▸ **THE TASK**: Scan the entries below for the word "CustomerStatus" and copy every line where it turns up.
------------------------------------
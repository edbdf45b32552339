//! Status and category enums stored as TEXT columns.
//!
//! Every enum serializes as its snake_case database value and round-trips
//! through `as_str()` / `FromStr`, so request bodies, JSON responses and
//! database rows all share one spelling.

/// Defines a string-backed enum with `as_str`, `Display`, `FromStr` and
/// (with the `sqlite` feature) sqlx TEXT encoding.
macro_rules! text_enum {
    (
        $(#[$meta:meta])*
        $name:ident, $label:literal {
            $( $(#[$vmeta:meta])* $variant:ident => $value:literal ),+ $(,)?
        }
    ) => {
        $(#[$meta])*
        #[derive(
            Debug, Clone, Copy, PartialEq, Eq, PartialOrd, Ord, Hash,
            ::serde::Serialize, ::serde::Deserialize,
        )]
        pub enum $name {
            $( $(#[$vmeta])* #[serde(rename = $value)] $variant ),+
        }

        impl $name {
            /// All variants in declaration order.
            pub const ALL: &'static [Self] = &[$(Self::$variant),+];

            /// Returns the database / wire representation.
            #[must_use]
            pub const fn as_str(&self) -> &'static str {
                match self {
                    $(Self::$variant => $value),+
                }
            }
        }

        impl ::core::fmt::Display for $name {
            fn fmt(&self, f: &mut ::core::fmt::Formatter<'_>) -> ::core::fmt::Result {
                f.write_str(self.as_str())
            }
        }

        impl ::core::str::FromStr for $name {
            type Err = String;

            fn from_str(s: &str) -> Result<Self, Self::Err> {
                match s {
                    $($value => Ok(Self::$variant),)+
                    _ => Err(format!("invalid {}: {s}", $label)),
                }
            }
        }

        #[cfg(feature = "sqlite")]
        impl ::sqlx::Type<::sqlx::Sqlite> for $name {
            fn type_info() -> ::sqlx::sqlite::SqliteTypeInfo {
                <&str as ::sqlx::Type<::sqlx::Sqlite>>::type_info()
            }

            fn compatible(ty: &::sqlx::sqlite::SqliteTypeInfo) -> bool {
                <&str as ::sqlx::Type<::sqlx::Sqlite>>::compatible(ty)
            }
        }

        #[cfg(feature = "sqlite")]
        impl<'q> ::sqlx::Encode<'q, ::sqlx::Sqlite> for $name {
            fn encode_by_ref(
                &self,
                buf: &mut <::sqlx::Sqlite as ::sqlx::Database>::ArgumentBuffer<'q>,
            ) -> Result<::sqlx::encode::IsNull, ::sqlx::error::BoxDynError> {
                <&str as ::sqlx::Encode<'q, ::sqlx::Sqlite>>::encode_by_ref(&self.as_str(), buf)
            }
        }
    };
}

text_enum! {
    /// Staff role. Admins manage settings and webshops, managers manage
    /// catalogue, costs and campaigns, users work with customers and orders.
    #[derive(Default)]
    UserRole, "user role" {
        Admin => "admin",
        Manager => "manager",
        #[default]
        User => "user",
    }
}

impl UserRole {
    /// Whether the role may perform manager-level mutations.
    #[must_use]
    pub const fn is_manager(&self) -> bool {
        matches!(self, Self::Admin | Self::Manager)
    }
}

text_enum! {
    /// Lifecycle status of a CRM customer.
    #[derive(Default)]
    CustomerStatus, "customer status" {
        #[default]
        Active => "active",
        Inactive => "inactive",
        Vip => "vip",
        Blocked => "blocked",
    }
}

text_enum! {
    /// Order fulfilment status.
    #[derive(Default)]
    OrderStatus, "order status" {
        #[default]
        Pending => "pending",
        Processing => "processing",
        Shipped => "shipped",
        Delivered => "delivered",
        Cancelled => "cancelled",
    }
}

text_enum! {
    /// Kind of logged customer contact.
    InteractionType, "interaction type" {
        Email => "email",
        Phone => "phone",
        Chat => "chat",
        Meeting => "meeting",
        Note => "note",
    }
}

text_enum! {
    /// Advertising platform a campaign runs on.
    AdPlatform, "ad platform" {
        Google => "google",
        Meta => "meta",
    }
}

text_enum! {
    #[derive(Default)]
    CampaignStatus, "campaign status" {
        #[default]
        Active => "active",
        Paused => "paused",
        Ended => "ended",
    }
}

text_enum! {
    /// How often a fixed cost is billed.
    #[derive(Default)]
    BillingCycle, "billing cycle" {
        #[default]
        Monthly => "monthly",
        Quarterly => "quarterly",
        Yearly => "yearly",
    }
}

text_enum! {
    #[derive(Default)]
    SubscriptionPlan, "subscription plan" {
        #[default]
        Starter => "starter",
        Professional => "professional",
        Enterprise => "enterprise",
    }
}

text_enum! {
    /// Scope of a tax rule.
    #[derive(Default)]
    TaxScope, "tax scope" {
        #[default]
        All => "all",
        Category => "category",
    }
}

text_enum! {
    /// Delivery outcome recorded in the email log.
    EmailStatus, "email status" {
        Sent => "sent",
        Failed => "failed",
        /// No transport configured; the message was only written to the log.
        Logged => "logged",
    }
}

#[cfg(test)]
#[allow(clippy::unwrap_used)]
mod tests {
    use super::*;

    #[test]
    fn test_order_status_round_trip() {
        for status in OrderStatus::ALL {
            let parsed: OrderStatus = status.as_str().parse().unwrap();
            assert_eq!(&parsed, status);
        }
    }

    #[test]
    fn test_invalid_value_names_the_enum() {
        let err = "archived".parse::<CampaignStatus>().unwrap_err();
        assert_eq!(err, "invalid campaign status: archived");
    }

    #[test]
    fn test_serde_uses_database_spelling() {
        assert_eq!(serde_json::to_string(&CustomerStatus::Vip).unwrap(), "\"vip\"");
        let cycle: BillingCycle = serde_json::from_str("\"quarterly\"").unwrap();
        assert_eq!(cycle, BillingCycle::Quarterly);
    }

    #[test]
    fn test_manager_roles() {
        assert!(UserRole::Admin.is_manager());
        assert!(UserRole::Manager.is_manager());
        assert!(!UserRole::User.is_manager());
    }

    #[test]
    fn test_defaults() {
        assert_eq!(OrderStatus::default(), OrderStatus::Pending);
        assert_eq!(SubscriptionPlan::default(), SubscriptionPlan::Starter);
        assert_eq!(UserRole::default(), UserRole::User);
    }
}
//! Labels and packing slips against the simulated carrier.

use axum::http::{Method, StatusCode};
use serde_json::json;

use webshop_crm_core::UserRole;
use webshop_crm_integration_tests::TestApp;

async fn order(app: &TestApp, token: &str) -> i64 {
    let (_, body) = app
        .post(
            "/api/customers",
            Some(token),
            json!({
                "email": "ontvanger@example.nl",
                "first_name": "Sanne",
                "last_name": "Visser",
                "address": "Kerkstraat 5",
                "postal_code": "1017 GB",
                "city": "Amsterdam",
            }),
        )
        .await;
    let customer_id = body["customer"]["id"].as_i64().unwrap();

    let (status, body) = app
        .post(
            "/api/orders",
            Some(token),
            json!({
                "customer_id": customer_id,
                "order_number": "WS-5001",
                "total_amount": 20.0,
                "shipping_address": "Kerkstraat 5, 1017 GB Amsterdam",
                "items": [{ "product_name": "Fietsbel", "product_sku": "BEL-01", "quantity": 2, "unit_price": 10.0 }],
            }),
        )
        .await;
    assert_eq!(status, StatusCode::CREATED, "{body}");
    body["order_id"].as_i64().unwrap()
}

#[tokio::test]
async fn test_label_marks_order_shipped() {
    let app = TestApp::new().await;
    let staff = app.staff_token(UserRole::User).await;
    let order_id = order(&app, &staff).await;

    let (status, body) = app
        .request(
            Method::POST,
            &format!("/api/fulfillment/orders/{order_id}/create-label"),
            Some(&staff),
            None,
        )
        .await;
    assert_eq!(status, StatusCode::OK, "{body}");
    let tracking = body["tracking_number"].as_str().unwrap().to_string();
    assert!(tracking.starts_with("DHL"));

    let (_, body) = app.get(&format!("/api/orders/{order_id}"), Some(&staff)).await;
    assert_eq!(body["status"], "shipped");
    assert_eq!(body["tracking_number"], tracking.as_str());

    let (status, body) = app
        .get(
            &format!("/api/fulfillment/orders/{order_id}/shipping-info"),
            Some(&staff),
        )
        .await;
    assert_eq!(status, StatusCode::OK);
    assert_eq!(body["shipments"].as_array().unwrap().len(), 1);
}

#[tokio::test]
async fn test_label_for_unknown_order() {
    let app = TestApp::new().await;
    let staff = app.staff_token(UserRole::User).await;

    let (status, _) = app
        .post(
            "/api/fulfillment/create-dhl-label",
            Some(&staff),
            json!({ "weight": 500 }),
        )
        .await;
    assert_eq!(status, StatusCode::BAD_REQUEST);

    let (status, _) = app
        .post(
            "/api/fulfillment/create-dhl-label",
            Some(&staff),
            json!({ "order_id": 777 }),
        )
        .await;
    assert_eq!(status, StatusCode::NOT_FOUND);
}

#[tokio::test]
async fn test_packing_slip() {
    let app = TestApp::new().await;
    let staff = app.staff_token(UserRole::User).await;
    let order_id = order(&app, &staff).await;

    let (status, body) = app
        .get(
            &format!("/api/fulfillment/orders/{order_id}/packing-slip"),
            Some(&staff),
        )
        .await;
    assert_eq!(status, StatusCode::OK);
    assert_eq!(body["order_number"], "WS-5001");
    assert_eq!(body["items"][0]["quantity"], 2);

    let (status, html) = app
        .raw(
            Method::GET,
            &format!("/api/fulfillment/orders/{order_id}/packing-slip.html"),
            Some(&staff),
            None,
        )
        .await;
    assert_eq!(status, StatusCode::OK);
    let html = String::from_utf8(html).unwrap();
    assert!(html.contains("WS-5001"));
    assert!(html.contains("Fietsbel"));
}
------------------------------------
▸ **ANSWER SPACE**:
    CustomerStatus, "customer status" {
        assert_eq!(serde_json::to_string(&CustomerStatus::Vip).unwrap(), "\"vip\"");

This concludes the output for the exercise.